Description of the task: Write out again, exactly, the lines below starting at the one with "no route matches." and ending at the one with "as UTF-8, lossily.".

Collected data entries
*** Begin section ***

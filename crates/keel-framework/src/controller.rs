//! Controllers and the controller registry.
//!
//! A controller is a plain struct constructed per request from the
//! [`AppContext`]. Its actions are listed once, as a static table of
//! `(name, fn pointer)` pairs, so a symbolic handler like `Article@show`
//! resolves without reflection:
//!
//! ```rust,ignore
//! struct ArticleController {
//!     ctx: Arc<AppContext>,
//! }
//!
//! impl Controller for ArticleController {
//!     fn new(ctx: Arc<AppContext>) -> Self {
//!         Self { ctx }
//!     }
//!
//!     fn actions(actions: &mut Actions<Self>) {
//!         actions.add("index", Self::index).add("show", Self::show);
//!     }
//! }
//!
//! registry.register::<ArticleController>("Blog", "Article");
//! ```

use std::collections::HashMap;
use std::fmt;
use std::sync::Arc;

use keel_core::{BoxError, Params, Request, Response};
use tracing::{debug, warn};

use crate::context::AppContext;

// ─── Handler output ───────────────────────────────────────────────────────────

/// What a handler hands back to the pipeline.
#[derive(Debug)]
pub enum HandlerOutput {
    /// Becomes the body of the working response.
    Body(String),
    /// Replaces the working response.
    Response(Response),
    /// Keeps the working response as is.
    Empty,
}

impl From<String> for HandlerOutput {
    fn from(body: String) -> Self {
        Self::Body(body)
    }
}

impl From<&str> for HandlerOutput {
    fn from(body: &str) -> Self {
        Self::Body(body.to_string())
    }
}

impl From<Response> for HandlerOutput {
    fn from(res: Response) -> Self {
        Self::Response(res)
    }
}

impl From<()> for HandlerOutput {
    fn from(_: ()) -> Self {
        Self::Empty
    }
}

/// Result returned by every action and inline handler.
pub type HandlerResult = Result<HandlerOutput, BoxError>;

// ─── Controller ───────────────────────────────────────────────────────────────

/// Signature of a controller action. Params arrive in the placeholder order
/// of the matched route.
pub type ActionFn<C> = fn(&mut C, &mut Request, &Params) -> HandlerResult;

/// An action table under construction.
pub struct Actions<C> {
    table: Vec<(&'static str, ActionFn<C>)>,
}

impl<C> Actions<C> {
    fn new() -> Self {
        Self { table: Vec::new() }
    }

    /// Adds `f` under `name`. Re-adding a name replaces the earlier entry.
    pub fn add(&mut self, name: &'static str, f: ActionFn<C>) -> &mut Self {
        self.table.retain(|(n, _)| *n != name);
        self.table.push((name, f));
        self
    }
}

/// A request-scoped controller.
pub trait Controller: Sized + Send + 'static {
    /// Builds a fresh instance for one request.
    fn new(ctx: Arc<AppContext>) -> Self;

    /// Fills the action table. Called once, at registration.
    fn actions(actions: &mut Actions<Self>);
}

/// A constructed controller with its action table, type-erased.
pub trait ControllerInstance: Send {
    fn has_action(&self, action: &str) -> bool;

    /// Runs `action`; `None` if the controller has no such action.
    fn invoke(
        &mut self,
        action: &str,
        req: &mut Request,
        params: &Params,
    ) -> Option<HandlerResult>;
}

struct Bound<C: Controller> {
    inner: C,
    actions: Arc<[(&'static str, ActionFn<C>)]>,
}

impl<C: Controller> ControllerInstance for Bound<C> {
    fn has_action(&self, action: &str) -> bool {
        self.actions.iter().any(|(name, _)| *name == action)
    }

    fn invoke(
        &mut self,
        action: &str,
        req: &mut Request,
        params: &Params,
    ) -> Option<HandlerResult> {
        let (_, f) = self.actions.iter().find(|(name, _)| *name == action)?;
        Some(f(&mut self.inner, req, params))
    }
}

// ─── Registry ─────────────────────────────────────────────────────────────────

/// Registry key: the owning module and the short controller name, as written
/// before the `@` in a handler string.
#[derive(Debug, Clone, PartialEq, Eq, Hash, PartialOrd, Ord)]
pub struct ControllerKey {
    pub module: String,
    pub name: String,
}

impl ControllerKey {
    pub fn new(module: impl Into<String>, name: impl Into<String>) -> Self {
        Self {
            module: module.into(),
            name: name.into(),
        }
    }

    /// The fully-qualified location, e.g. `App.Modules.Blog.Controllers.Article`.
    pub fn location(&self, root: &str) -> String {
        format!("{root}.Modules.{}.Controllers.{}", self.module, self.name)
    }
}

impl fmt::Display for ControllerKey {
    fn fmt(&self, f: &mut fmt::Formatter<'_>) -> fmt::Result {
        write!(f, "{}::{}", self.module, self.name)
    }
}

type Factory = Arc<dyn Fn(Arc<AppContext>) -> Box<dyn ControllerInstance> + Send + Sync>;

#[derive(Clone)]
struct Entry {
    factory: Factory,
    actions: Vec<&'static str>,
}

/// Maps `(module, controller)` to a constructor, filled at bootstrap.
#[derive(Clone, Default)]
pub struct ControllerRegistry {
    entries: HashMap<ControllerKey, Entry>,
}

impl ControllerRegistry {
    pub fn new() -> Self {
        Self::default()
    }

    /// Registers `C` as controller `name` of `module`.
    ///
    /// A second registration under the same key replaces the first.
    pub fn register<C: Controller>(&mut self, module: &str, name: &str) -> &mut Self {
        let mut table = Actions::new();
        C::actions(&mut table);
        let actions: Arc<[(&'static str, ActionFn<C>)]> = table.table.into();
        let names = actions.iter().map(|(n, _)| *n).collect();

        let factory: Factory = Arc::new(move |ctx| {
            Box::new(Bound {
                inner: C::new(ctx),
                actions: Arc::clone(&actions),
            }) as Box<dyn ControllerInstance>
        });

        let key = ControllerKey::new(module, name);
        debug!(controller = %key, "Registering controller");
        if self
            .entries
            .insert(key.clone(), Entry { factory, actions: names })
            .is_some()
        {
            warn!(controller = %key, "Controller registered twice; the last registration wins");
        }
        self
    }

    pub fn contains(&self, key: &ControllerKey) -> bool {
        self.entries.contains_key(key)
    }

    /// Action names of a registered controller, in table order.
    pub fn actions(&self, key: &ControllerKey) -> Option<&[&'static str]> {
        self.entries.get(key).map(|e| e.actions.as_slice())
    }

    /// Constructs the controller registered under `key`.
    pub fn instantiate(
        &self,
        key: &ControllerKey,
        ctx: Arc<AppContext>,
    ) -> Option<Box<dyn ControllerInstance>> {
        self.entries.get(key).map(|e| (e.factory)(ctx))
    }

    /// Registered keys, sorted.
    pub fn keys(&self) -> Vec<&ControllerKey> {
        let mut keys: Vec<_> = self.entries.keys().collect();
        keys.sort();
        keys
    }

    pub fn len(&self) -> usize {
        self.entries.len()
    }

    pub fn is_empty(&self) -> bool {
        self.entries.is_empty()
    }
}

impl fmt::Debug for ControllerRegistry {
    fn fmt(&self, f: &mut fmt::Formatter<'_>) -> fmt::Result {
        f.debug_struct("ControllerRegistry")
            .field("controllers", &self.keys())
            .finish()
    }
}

*** End section ***
*** Begin section ***

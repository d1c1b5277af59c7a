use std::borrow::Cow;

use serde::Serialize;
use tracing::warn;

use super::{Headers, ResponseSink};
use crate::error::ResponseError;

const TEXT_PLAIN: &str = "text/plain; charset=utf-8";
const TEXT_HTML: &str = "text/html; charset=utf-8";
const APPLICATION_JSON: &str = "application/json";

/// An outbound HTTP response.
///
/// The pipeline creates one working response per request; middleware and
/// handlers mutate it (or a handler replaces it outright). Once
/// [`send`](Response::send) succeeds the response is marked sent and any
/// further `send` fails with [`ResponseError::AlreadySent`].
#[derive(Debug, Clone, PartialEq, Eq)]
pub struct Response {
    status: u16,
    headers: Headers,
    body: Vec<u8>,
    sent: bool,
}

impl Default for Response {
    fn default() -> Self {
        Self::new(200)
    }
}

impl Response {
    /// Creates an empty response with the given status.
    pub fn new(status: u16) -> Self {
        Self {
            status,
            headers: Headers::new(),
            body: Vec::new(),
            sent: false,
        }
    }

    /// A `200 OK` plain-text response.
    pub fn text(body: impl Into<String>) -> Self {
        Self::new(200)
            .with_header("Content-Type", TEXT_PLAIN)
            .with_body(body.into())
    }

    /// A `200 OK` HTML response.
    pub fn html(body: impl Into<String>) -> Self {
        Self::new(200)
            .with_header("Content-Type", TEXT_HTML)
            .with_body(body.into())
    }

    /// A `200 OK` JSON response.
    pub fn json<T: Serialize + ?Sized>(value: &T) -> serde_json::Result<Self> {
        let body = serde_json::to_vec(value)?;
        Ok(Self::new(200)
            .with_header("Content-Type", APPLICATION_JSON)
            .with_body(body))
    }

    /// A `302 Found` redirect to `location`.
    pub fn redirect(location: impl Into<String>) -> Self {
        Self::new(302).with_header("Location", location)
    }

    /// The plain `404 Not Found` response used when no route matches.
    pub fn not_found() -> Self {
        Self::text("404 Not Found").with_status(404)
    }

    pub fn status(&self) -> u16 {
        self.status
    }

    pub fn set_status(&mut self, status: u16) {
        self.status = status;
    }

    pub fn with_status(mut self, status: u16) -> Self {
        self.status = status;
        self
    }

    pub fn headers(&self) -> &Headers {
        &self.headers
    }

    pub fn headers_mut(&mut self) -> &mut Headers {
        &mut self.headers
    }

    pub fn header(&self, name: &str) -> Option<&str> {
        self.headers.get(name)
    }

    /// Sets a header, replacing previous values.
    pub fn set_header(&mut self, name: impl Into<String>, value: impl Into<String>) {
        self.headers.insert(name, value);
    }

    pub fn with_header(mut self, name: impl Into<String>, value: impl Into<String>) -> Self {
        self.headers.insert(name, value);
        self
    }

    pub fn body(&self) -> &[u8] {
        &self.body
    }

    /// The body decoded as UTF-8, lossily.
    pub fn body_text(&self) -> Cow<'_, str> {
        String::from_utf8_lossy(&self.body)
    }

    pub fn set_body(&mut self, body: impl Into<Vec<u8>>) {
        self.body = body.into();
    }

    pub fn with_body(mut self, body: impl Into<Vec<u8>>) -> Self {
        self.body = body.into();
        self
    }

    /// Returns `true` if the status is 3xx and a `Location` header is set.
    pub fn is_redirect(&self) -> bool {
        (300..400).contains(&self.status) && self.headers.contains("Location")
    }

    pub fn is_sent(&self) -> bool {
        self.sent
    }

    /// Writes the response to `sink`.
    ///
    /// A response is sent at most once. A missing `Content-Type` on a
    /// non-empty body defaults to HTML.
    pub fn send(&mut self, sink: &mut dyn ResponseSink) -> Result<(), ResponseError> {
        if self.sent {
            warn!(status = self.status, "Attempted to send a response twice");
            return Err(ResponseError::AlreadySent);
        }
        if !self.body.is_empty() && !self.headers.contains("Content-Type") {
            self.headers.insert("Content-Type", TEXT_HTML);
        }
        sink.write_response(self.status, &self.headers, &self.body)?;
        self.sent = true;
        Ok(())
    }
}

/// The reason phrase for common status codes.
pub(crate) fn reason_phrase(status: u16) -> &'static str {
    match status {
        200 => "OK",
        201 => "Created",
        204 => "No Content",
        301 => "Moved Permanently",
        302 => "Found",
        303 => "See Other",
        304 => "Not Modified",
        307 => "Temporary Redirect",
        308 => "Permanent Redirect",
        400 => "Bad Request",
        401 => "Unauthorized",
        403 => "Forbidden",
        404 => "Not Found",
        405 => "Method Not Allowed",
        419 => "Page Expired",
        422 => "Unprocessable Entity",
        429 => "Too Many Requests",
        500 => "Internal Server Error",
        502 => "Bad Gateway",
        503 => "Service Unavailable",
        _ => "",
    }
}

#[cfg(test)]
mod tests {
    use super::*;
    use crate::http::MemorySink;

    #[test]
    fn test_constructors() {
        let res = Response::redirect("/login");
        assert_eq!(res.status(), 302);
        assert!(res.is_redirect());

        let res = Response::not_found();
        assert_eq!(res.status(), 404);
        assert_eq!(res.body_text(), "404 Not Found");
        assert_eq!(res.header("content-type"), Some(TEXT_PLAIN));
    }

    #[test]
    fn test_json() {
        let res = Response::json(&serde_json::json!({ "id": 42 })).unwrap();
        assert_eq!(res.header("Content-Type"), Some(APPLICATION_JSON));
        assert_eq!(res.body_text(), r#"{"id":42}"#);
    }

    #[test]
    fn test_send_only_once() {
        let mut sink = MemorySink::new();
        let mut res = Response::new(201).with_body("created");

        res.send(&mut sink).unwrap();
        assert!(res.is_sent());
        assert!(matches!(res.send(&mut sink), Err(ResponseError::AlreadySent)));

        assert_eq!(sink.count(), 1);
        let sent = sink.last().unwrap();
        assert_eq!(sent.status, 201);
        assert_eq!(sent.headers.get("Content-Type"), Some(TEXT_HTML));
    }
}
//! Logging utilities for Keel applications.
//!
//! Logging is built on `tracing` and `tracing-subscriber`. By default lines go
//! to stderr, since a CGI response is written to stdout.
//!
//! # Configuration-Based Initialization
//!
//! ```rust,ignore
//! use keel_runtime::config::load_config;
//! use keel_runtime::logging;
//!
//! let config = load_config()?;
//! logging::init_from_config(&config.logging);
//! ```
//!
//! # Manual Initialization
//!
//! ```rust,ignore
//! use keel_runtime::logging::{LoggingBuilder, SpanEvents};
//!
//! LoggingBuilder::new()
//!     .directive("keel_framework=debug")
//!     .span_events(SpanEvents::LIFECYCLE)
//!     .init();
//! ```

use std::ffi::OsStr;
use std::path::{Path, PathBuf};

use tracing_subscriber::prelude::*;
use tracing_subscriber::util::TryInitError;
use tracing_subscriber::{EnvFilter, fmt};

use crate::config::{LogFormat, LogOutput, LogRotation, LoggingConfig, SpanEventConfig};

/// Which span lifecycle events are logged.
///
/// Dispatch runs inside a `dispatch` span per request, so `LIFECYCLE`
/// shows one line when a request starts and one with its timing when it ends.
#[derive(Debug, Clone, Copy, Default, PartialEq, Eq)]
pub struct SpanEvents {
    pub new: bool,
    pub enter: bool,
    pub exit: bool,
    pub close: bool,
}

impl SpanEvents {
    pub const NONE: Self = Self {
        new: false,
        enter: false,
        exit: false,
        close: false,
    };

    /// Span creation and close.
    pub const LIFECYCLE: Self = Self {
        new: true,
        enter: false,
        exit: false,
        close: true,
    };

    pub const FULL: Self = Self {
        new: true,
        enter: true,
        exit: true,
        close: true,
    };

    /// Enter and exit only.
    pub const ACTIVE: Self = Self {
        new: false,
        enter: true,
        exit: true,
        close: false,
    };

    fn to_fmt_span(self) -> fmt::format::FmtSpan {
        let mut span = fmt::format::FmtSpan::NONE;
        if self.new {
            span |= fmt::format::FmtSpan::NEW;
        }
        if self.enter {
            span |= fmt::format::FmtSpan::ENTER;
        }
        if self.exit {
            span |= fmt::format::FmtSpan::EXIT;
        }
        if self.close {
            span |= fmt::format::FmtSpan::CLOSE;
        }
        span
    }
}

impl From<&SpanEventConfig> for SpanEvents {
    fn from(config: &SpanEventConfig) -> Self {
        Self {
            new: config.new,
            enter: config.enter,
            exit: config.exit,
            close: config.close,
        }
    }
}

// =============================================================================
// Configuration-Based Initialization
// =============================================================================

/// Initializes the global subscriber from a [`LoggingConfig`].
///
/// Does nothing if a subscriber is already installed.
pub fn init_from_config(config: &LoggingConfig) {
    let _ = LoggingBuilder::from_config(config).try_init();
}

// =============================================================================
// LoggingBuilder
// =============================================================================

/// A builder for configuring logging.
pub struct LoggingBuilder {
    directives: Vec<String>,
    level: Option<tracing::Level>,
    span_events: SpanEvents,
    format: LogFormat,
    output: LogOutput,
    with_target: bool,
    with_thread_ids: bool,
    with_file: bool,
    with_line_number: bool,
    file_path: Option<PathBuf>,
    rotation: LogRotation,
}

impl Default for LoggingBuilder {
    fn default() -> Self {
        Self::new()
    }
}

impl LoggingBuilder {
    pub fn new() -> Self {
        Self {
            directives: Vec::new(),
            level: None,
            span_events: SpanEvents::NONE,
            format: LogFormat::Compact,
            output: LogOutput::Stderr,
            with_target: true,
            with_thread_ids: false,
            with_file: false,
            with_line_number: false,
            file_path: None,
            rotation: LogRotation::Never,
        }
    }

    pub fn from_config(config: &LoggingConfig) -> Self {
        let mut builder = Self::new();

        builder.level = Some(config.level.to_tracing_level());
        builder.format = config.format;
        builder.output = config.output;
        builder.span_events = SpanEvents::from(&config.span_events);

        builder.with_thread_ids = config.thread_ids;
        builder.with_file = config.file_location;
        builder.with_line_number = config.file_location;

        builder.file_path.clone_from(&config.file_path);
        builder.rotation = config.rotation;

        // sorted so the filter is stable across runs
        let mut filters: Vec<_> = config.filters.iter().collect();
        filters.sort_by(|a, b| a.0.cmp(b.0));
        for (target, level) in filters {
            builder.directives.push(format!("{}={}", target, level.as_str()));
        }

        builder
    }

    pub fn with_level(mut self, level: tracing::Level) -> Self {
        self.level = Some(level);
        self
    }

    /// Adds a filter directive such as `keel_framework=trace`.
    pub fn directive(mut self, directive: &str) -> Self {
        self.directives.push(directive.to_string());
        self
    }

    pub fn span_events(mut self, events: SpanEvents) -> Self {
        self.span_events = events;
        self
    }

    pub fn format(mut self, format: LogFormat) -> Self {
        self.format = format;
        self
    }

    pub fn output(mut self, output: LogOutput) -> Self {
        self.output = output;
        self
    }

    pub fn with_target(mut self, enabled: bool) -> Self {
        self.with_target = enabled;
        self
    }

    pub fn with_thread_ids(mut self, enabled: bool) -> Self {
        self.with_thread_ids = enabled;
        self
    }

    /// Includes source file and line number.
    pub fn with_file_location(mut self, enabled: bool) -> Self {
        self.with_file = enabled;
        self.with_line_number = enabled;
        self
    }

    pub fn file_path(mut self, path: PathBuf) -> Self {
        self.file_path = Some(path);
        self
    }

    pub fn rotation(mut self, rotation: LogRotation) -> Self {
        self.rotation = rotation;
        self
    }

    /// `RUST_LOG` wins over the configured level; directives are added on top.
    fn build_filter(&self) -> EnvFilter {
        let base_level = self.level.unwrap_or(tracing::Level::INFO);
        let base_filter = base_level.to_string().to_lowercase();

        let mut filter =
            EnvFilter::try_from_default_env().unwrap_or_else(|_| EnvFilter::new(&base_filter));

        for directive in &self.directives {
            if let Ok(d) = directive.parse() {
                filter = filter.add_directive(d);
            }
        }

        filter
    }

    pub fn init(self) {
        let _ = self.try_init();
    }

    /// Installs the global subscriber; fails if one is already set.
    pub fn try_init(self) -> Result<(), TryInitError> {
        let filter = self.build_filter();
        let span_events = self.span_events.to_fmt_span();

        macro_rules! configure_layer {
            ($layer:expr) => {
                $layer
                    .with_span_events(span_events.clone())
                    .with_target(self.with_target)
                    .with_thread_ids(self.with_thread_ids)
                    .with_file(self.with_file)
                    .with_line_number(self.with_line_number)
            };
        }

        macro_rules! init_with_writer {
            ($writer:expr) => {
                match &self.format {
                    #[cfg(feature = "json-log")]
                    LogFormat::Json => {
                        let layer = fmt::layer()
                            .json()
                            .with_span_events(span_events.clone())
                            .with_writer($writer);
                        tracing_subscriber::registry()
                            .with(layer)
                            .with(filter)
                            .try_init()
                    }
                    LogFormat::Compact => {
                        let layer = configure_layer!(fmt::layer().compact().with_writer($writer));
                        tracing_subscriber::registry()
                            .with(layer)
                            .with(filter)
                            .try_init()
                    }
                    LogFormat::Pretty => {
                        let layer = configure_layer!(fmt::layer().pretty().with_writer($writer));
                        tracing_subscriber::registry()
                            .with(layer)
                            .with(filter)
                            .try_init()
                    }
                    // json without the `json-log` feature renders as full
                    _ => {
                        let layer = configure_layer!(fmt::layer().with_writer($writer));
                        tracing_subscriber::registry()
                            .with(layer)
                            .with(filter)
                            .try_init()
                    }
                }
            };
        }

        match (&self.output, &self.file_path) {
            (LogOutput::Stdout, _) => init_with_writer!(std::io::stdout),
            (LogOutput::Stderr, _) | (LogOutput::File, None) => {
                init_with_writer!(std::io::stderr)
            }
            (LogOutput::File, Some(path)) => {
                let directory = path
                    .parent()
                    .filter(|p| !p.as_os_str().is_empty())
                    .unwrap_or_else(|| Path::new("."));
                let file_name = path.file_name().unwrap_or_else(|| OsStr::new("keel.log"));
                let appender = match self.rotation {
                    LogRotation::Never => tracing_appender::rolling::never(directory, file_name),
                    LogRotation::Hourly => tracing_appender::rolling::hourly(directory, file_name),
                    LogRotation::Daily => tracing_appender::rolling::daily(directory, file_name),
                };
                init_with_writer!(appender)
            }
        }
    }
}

*** End section ***
*** Begin section ***

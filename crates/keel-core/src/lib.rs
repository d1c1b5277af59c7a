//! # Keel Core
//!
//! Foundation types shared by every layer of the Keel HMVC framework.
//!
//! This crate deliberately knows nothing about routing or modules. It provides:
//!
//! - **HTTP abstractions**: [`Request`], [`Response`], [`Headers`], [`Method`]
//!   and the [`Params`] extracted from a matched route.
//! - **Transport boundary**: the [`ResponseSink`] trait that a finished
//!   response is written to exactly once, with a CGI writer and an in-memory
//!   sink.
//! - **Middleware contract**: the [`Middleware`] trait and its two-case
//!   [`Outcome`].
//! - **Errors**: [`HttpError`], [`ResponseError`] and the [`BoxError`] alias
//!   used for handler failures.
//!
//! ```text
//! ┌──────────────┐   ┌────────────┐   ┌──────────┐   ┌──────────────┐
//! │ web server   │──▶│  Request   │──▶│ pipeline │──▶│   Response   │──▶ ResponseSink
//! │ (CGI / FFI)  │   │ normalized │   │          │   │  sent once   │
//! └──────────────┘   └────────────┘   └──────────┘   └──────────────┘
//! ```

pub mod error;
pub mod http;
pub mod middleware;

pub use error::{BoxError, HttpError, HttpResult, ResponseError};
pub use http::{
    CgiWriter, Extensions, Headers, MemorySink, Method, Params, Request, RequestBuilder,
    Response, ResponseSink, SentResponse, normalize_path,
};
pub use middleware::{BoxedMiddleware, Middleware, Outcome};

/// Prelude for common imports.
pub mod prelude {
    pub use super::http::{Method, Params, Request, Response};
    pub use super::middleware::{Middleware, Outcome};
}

*** End section ***

Result of the exercise:
    /// The plain `404 Not Found` response used when no route matches.
    pub fn not_found() -> Self {
        Self::text("404 Not Found").with_status(404)
    }

    pub fn status(&self) -> u16 {
        self.status
    }

    pub fn set_status(&mut self, status: u16) {
        self.status = status;
    }

    pub fn with_status(mut self, status: u16) -> Self {
        self.status = status;
        self
    }

    pub fn headers(&self) -> &Headers {
        &self.headers
    }

    pub fn headers_mut(&mut self) -> &mut Headers {
        &mut self.headers
    }

    pub fn header(&self, name: &str) -> Option<&str> {
        self.headers.get(name)
    }

    /// Sets a header, replacing previous values.
    pub fn set_header(&mut self, name: impl Into<String>, value: impl Into<String>) {
        self.headers.insert(name, value);
    }

    pub fn with_header(mut self, name: impl Into<String>, value: impl Into<String>) -> Self {
        self.headers.insert(name, value);
        self
    }

    pub fn body(&self) -> &[u8] {
        &self.body
    }

    /// The body decoded as UTF-8, lossily.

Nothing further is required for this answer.